I was wondering how you could even attempt to reply to emails and messages from all the various sources in addition to what you already offer with your coaching sessions and “Mornings with Jenn”. Absolutely it is the right thing for you to do to set work boundaries so you can enjoy your life.
You have done so much for so many. I want you to enjoy your free time and your life. Setting boundaries to prevent burn out helps you, and also you lead by example – it teaches us the importance of setting boundaries too.
I love that you are making online courses. I think that is a great idea! So very grateful for you.
Thank you so much for your comment. I am so happy for you, for how far you have come. Reading your post made my day 🙂 You are an inspiration.
Hi Jennifer I submitted a comment a few days ago ,but it hasn’t showed up.im not sure if I did it right. So I’m trying again. I want to thank you for all of your caring support you give all of us! I was in tolerance and interdose withdrawal for about 2 years and now I am almost 6 months off xanax. This whole experience has been brutal and continues to be so! We have alot in common and I’m a 63 year old grandmother like you. Unfortunately I’m terrible with technology and don’t do Facebook or virtual. I’m hoping that you will continue your blog because it helps me so much to read it. Your positive, encouraging writing helps me and I’m sure many others feel not so alone! Please take great care and enjoy your life!God’s blessings to you and all!
I don’t see a comment from you earlier. All comments are held for moderation. I want to make sure they are appropriate. I will continue to blog. I am also creating online courses for people in benzo withdrawal and for the health care community. I am excited!
Thank you so much! I probably didn’t submit it properly. Thank you for all of your help!
Well done! I applaud you for this. I’m so thankful for all you offer to our community and honestly, it makes me feel even better to know that you are taking the best possible care of yourself. You are truly a gift.
Thank you for your kind words! I have to walk my talk. Stress-less is the third cornerstone of well-being. I sometimes slack on it. 🙁 But eventually, I course-correct. I hope you are doing well.
You are 10.5 years out and still not completely heal? I’ve read that Matt Samet isn’t healed either. This is discouraging.
Not sure where you get the idea that I am not healed. I have been well for a few years now! I feel great! I changed my contact policy because I am overwhelmed with the volume of mail. I get hundreds of questions and cannot keep up.

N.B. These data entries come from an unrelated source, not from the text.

//! Stored cache entities
//!
//! Every value written to the cache store is one of the types below, encoded
//! with bincode. Records are stored as fixed tuples rather than field maps and
//! timestamps keep their nanoseconds, so a record read back is identical to the
//! record written.

use super::error::CacheError;
use crate::record::{FileInfo, FileType};
use bincode::{Decode, Encode};
use chrono::{DateTime, Utc};
use std::path::{Path, PathBuf};

/// Wrapper for `PathBuf` that can be converted to `Vec<u8>` for store keys
#[derive(Debug, Clone, PartialEq, Eq)]
pub struct PathKey(pub PathBuf);

impl TryFrom<PathKey> for Vec<u8> {
    type Error = CacheError;

    fn try_from(key: PathKey) -> Result<Self, Self::Error> {
        Ok(bincode::encode_to_vec(&key.0, bincode::config::standard())?)
    }
}

impl PathKey {
    /// Key for a path, made absolute so relative and absolute spellings of the
    /// same location share one entry
    pub fn new<P: AsRef<Path>>(path: P) -> Self {
        let path = path.as_ref();
        Self(std::path::absolute(path).unwrap_or_else(|_| path.to_path_buf()))
    }

    /// # Errors
    ///
    /// Returns `CacheError` if the bytes cannot be deserialized into a `PathBuf`.
    pub fn from_bytes(bytes: &[u8]) -> Result<Self, CacheError> {
        let (path, _): (PathBuf, usize) =
            bincode::decode_from_slice(bytes, bincode::config::standard())?;
        Ok(Self(path))
    }

    #[must_use]
    pub fn as_path(&self) -> &Path {
        &self.0
    }
}

/// A timestamp split into whole seconds and nanoseconds
#[derive(Debug, Clone, Copy, PartialEq, Eq, Encode, Decode)]
pub struct Stamp {
    pub secs: i64,
    pub nanos: u32,
}

impl From<DateTime<Utc>> for Stamp {
    fn from(dt: DateTime<Utc>) -> Self {
        Self {
            secs: dt.timestamp(),
            nanos: dt.timestamp_subsec_nanos(),
        }
    }
}

impl TryFrom<Stamp> for DateTime<Utc> {
    type Error = CacheError;

    fn try_from(stamp: Stamp) -> Result<Self, Self::Error> {
        Self::from_timestamp(stamp.secs, stamp.nanos).ok_or_else(|| {
            CacheError::InvalidRow(format!("timestamp {}.{}", stamp.secs, stamp.nanos))
        })
    }
}

/// One record: `(name, path, size, mtime, type, archive)`
#[derive(Debug, Clone, PartialEq, Eq, Encode, Decode)]
pub struct RecordRow(pub String, pub String, pub u64, pub Stamp, pub u8, pub String);

impl From<&FileInfo> for RecordRow {
    fn from(info: &FileInfo) -> Self {
        Self(
            info.name.clone(),
            info.path.clone(),
            info.size,
            info.mod_time.into(),
            info.file_type.code(),
            info.archive.clone(),
        )
    }
}

impl TryFrom<RecordRow> for FileInfo {
    type Error = CacheError;

    fn try_from(row: RecordRow) -> Result<Self, Self::Error> {
        let RecordRow(name, path, size, stamp, code, archive) = row;
        let file_type = FileType::from_code(code)
            .ok_or_else(|| CacheError::InvalidRow(format!("file type {code}")))?;
        Ok(Self {
            name,
            path,
            size,
            mod_time: stamp.try_into()?,
            file_type,
            archive,
        })
    }
}

/// Cached listing of one archive
#[derive(Debug, Clone, PartialEq, Eq, Encode, Decode)]
pub struct ArchiveIndex {
    pub archive_path: String,
    pub archive_mtime: Stamp,
    pub archive_size: u64,
    pub checksum: String,
    /// Members in the archive's own listing order; `archive` is the archive path
    pub members: Vec<RecordRow>,
    pub scanned_at: i64,
}

impl ArchiveIndex {
    /// # Errors
    ///
    /// Returns `CacheError::InvalidRow` if a stored row is malformed.
    pub fn records(&self) -> Result<Vec<FileInfo>, CacheError> {
        self.members.iter().cloned().map(FileInfo::try_from).collect()
    }
}

/// What produced a result snapshot
#[derive(Debug, Clone, Default, PartialEq, Eq, Encode, Decode)]
pub struct QueryMetadata {
    /// Filter in text form
    pub filter: String,
    pub roots: Vec<String>,
    pub archives_only: bool,
    pub no_archive: bool,
}

/// A saved search result
#[derive(Debug, Clone, PartialEq, Eq, Encode, Decode)]
pub struct ResultSnapshot {
    pub version: u32,
    pub created_at: i64,
    pub metadata: QueryMetadata,
    pub rows: Vec<RecordRow>,
}

impl ResultSnapshot {
    #[must_use]
    pub fn new(version: u32, metadata: QueryMetadata, records: &[FileInfo]) -> Self {
        Self {
            version,
            created_at: Utc::now().timestamp(),
            metadata,
            rows: records.iter().map(RecordRow::from).collect(),
        }
    }

    /// # Errors
    ///
    /// Returns `CacheError::InvalidRow` if a stored row is malformed.
    pub fn records(&self) -> Result<Vec<FileInfo>, CacheError> {
        self.rows.iter().cloned().map(FileInfo::try_from).collect()
    }
}

/// Summary of what the store holds
#[derive(Debug, Clone, Copy, Default, PartialEq, Eq)]
pub struct CacheStats {
    pub archives: usize,
    pub members: usize,
    pub archive_bytes: u64,
    pub directories: usize,
    pub has_results: bool,
}
impl StructuredFilter {
    /// Parse a JSON document.
    ///
    /// # Errors
    ///
    /// Returns `ParseError::InvalidJson` for malformed JSON and
    /// `InvalidStructure`/`UnknownOperator` for documents of the wrong shape.
    pub fn from_json(text: &str) -> Result<Self, ParseError> {
        let value: JsonValue =
            serde_json::from_str(text).map_err(|e| ParseError::InvalidJson(e.to_string()))?;
        Self::from_value(&value)
    }

    /// Build from an already-parsed JSON value.
    ///
    /// # Errors
    ///
    /// Same as [`StructuredFilter::from_json`] minus JSON syntax errors.
    pub fn from_value(value: &JsonValue) -> Result<Self, ParseError> {
        match value {
            JsonValue::Array(items) => Ok(Self::Group(FilterGroup {
                op: LogicalOp::And,
                conditions: items.iter().map(parse_node).collect::<Result<_, _>>()?,
                negated: false,
            })),
            other => parse_node(other),
        }
    }

    #[must_use]
    pub fn to_json(&self) -> JsonValue {
        match self {
            Self::Group(group) => {
                let mut map = Map::new();
                let op = match group.op {
                    LogicalOp::And => "and",
                    LogicalOp::Or => "or",
                };
                map.insert("op".into(), json!(op));
                map.insert(
                    "conditions".into(),
                    JsonValue::Array(group.conditions.iter().map(Self::to_json).collect()),
                );
                if group.negated {
                    map.insert("negated".into(), json!(true));
                }
                JsonValue::Object(map)
            }
            Self::Condition(cond) => {
                let mut map = Map::new();
                map.insert("field".into(), json!(cond.field));
                map.insert("op".into(), json!(cond.op.name()));
                let export = |operand: &Operand| export_operand(&cond.field, operand);
                match cond.op {
                    ConditionOp::In { .. } => {
                        map.insert(
                            "value".into(),
                            JsonValue::Array(cond.operands.iter().map(export).collect()),
                        );
                    }
                    ConditionOp::Between { .. } => {
                        if let [low, high] = cond.operands.as_slice() {
                            map.insert("value".into(), export(low));
                            map.insert("value_end".into(), export(high));
                        }
                    }
                    _ => {
                        if let Some(operand) = cond.operands.first() {
                            map.insert("value".into(), export(operand));
                        }
                    }
                }
                JsonValue::Object(map)
            }
        }
    }

    /// Lower to the expression tree shared with the text language
    #[must_use]
    pub fn to_expr(&self) -> Expr {
        match self {
            Self::Condition(cond) => condition_to_expr(cond),
            Self::Group(group) => {
                let mut parts = group.conditions.iter().map(Self::to_expr);
                let joined = match parts.next() {
                    None => Expr::Literal(Value::Bool(true)),
                    Some(first) => parts.fold(first, |left, right| Expr::Logical {
                        op: group.op,
                        left: Box::new(left),
                        right: Box::new(right),
                    }),
                };
                if group.negated {
                    Expr::not(joined)
                } else {
                    joined
                }
            }
        }
    }

    /// Convert an expression tree to structured form.
    ///
    /// Chains of the same logical operator become one flat group. A bare
    /// literal becomes an empty group (negated if the literal is falsy).
    ///
    /// # Errors
    ///
    /// Returns `ParseError::NotRepresentable` for trees whose predicates do not
    /// have a field on the left and a literal or field on the right, and for
    /// bare field references.
    pub fn from_expr(expr: &Expr) -> Result<Self, ParseError> {
        match expr {
            Expr::Literal(value) => Ok(Self::Group(FilterGroup {
                op: LogicalOp::And,
                conditions: Vec::new(),
                negated: !value.truthy(),
            })),
            Expr::Symbol(name) => Err(ParseError::NotRepresentable(name.clone())),
            Expr::Logical { op, .. } => {
                let mut spine = Vec::new();
                collect_left_spine(expr, *op, &mut spine);
                Ok(Self::Group(FilterGroup {
                    op: *op,
                    conditions: spine
                        .into_iter()
                        .map(Self::from_expr)
                        .collect::<Result<_, _>>()?,
                    negated: false,
                }))
            }
            Expr::Not(inner) => match Self::from_expr(inner)? {
                Self::Group(group) if !group.negated => Ok(Self::Group(FilterGroup {
                    negated: true,
                    ..group
                })),
                other => Ok(Self::Group(FilterGroup {
                    op: LogicalOp::And,
                    conditions: vec![other],
                    negated: true,
                })),
            },
            Expr::Compare { op, left, right } => Ok(Self::Condition(Condition {
                field: field_of(left, expr)?,
                op: ConditionOp::Compare(*op),
                operands: vec![operand_of(right, expr)?],
            })),
            Expr::Pattern(p) => Ok(Self::Condition(Condition {
                field: field_of(&p.left, expr)?,
                op: ConditionOp::Pattern {
                    kind: p.kind,
                    negated: p.negated,
                },
                operands: vec![operand_of(&p.pattern, expr)?],
            })),
            Expr::Between {
                expr: target,
                low,
                high,
                negated,
            } => Ok(Self::Condition(Condition {
                field: field_of(target, expr)?,
                op: ConditionOp::Between { negated: *negated },
                operands: vec![operand_of(low, expr)?, operand_of(high, expr)?],
            })),
            Expr::In {
                expr: target,
                values,
                negated,
            } => Ok(Self::Condition(Condition {
                field: field_of(target, expr)?,
                op: ConditionOp::In { negated: *negated },
                operands: values
                    .iter()
                    .map(|v| operand_of(v, expr))
                    .collect::<Result<_, _>>()?,
            })),
        }
    }
}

It has nothing to do with my health. It’s a time situation.
Have you thought of taking on an assistant? Isn’t there someone you know who is well, who has some credentials, and would be happy to assist you? That seems like it might be better than leaving a bunch of people with nowhere to turn.
John, I’m not leaving anyone in the lurch. Anyone can book a coaching session or join my support group. My blog is always here as are my YouTube videos. I no longer answer tapering or symptom questions outside of coaching or my support group. I was getting hundreds of questions a week that came in 24 hours a day that I answered for free. It was not a sustainable business model or healthy for me. I wish I could help everyone the moment that they need it. But I cannot. I try my best to share free blogs and videos that help. I am available either one or one or through my group coaching Monday through Friday and Sunday! I’m here to help.
In reply to Karen’s comment because I was curious. I haven’t followed Matt Samet’s story much at all. I did see an interview with him somewhere from as recent as Dec 2021. It appears that he is still rock climbing??? How would someone still suffering from withdrawal symptoms be able to do this?
I had vertigo early on. Woke up with it pretty bad. Now it’s diluted down to “boatiness” that comes and goes. I’m not fully knowledgeable of Matt’s symptoms or his story, but I can say that at this point, I can’t even look at someone on the television set standing on something tall, like just a high building on a patio, without thinking: “Wow. wonder if and when I will ever not feel the dizziness when I walk on a bridge or ride an escalator” – let alone go rock climbing.